Study findings add to the body of evidence that declines in the welfare caseload which began in 1995 are likely to have a noticeable effect on state Medicaid programs, in terms of overall enrollment, caseload mix, and per capita expenditure levels. The findings also point to problems of continuity in Medicaid enrollment, which may be contributing to the lack of insurance among low- income children and their parents. Medicaid enrollment patterns that are cause for concern include:
· Declines in state welfare caseloads are associated with declines in Medicaid enrollment, particularly for parents. Every state showed a decrease in Medicaid enrollment during 1995, among family members qualifying for coverage through welfare. Some of the states were able to increase enrollment through the nonwelfare eligibility groups by making greater use of the child poverty-related, transitional assistance, and medically needy groups. Nevertheless, all the states had a net decline in the Medicaid enrollment of children and their parents. The Medicaid declines ranged from 1 to 4 percent, compared to a 2 to 12 percent decline in welfare caseloads. In every state, declines were greater for adults than children.
· Many welfare leavers are not staying on Medicaid and are at risk of becoming uninsured. At least half the children and adults leaving welfare in every study state also left Medicaid. While we expected that a sizable proportion of parents leaving welfare might not continue on Medicaid, this result was not expected for children, given the availability of the poverty-related expansion coverage in all the states. This pattern is troubling since the work of other researchers suggests that while not all persons leaving welfare and medicaid lose their insurance coverage, a significant number of welfare leavers become uninsured.
· Medicaid programs appear to disproportionately lose low-cost welfare leavers while continuing to cover those with higher costs. Study results show that children and adults who left welfare and Medicaid generally had lower average Medicaid expenditures compared to those who remained enrolled. Findings also showed that adults and children with any amount of Medicaid expenditures were more likely to maintain Medicaid coverage upon leaving welfare. In addition, at least among children, as monthly expenditures increased, so did the probability of remaining enrolled in Medicaid. These findings suggest that the Medicaid casemix may be changing. Medicaid managed care programs are understandably worried that those who remain on Medicaid may have more health problems, and that capitated payments may not adequately reflect casemix changes.
· States are experiencing considerable turnover in their Medicaid caseloads. Turnover in Medicaid enrollment was especially high for adults, ranging from 26 to 40 percent during 1995 across the study states. The annual turnover rates for children went from 21 to 29 percent. Turnover is a problem to the extent that individuals leaving Medicaid continue to be eligible. Other researchers have found that many children who are uninsured were previously enrolled in Medicaid, and that many still appeared to be eligible. The sheer numbers of individuals moving off of Medicaid in 1995 dwarfed the year end declines in enrollment. Across the study states, monthly enrollment had declined about by 180,000 individuals at year end; however, nearly 1.5 million children and almost a million adults disenrolled from Medicaid during the year.

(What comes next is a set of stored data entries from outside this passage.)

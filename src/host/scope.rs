use std::ops::{Deref, DerefMut};

use crate::common::Frame;
use crate::error::HostError;
use crate::host::{TimeCursor, UndoScope};

/// Exclusive use of the host cursor; the previous frame is restored on drop.
pub struct CursorGuard<'a, H: TimeCursor + ?Sized> {
    host: &'a mut H,
    saved_frame: Frame,
}

impl<'a, H: TimeCursor + ?Sized> CursorGuard<'a, H> {
    pub fn acquire(host: &'a mut H) -> Self {
        let saved_frame = host.current_frame();
        Self { host, saved_frame }
    }

    pub fn saved_frame(&self) -> Frame {
        self.saved_frame
    }
}

impl<H: TimeCursor + ?Sized> Deref for CursorGuard<'_, H> {
    type Target = H;

    fn deref(&self) -> &H {
        self.host
    }
}

impl<H: TimeCursor + ?Sized> DerefMut for CursorGuard<'_, H> {
    fn deref_mut(&mut self) -> &mut H {
        self.host
    }
}

impl<H: TimeCursor + ?Sized> Drop for CursorGuard<'_, H> {
    fn drop(&mut self) {
        if let Err(e) = self.host.set_current_frame(self.saved_frame) {
            tracing::warn!("Failed to restore cursor to frame {}: {}", self.saved_frame, e);
        }
    }
}

/// An open undo scope. Dropping it without `commit` rolls everything back.
pub struct TransactionScope<'a, H: UndoScope + ?Sized> {
    host: &'a mut H,
    label: String,
    committed: bool,
}

impl<'a, H: UndoScope + ?Sized> TransactionScope<'a, H> {
    pub fn open(host: &'a mut H, label: impl Into<String>) -> Result<Self, HostError> {
        let label = label.into();
        host.open_scope(&label)?;
        tracing::debug!("Opened undo scope '{}'", label);
        Ok(Self {
            host,
            label,
            committed: false,
        })
    }

    pub fn commit(mut self) -> Result<(), HostError> {
        self.host.commit_scope()?;
        self.committed = true;
        tracing::debug!("Committed undo scope '{}'", self.label);
        Ok(())
    }
}

impl<H: UndoScope + ?Sized> Deref for TransactionScope<'_, H> {
    type Target = H;

    fn deref(&self) -> &H {
        self.host
    }
}

impl<H: UndoScope + ?Sized> DerefMut for TransactionScope<'_, H> {
    fn deref_mut(&mut self) -> &mut H {
        self.host
    }
}

impl<H: UndoScope + ?Sized> Drop for TransactionScope<'_, H> {
    fn drop(&mut self) {
        if self.committed {
            return;
        }
        tracing::debug!("Rolling back undo scope '{}'", self.label);
        if let Err(e) = self.host.rollback_scope() {
            tracing::error!("Failed to roll back undo scope '{}': {}", self.label, e);
        }
    }
}

#[cfg(test)]
mod tests {
    use super::*;
    use crate::analysis::StagnantInterval;
    use crate::host::{InMemoryScene, MarkerSink};
    use crate::markers::MarkerColor;

    fn scene() -> InMemoryScene {
        InMemoryScene::builder().playback_range(1, 10).current_frame(3).build().unwrap()
    }

    #[test]
    fn cursor_is_restored_on_drop() {
        let mut scene = scene();
        {
            let mut guard = CursorGuard::acquire(&mut scene);
            assert_eq!(guard.saved_frame(), 3);
            guard.set_current_frame(8).unwrap();
            assert_eq!(guard.current_frame(), 8);
        }
        assert_eq!(scene.current_frame(), 3);
    }

    #[test]
    fn dropped_scope_rolls_back() {
        let mut scene = scene();
        {
            let mut scope = TransactionScope::open(&mut scene, "test").unwrap();
            scope
                .create_marker(StagnantInterval::new(1, 4), MarkerColor::new(0.5, 0.5, 0.5))
                .unwrap();
            assert_eq!(scope.markers().len(), 1);
        }
        assert!(scene.markers().is_empty());
        assert_eq!(scene.undo_depth(), 0);
    }

    #[test]
    fn committed_scope_keeps_changes() {
        let mut scene = scene();
        let mut scope = TransactionScope::open(&mut scene, "test").unwrap();
        scope
            .create_marker(StagnantInterval::new(1, 4), MarkerColor::new(0.5, 0.5, 0.5))
            .unwrap();
        scope.commit().unwrap();
        assert_eq!(scene.markers().len(), 1);
        assert_eq!(scene.undo_depth(), 1);
    }

    #[test]
    fn nested_scope_is_refused() {
        let mut scene = scene();
        let mut scope = TransactionScope::open(&mut scene, "outer").unwrap();
        let err = TransactionScope::open(&mut *scope, "inner").err();
        assert_eq!(err, Some(HostError::ScopeAlreadyOpen));
    }
}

Since state welfare caseloads declined at much greater rates after 1995, there is concern that Medicaid enrollment will drop even more, and that Medicaid reductions may be contributing to the continuing problem of the uninsured. The recently implemented State Child Health Insurance Program (SCHIP) expansions for children (and the associated outreach) provide some hope that these Medicaid enrollment declines eventually will be reversed, and that fewer low-income children will be uninsured. However, the situation for parents seems less likely to improve less unless they receive greater attention.
State officials report that many families leave welfare without providing the information needed to redetermine their continued eligibility for Medicaid. Some families leaving welfare may not need Medicaid, since they will be able to secure private insurance through employment; but others who become uninsured may mistakenly believe that they no longer qualify for Medicaid. It is also likely that some welfare leavers perceive the effort associated with maintaining Medicaid coverage not worth the benefit; some families have indicated that they know they can reapply for Medicaid if they need to.
In one sense, it is reassuring that welfare leavers who also leave Medicaid may be healthier (since they appear to have used fewer medical services prior to welfare exit). However, if these individuals leave welfare and become uninsured, they may jeopardize their future health status if they lack ready access to care and delay needed services. Lack of insurance may keep children, in particular, from obtaining appropriate preventive services.
Congress and the states continue to be concerned about the high rate of uninsured. The results from this study suggest that the dynamics of Medicaid enrollment may be at least part of the problem. If state Medicaid programs could increase the number of children and parents leaving welfare who continue on Medicaid, uninsurance rates might decline. In addition, greater attention needs to be given to inappropriate turnover among children and adults qualifying for Medicaid through the nonwelfare groups. Although states may continue to make policy changes to expand Medicaid coverage provisions in an effort to reduce the number of uninsured, these changes are not likely to be effective unless steps are also taken to improve individual continuity in Medicaid coverage.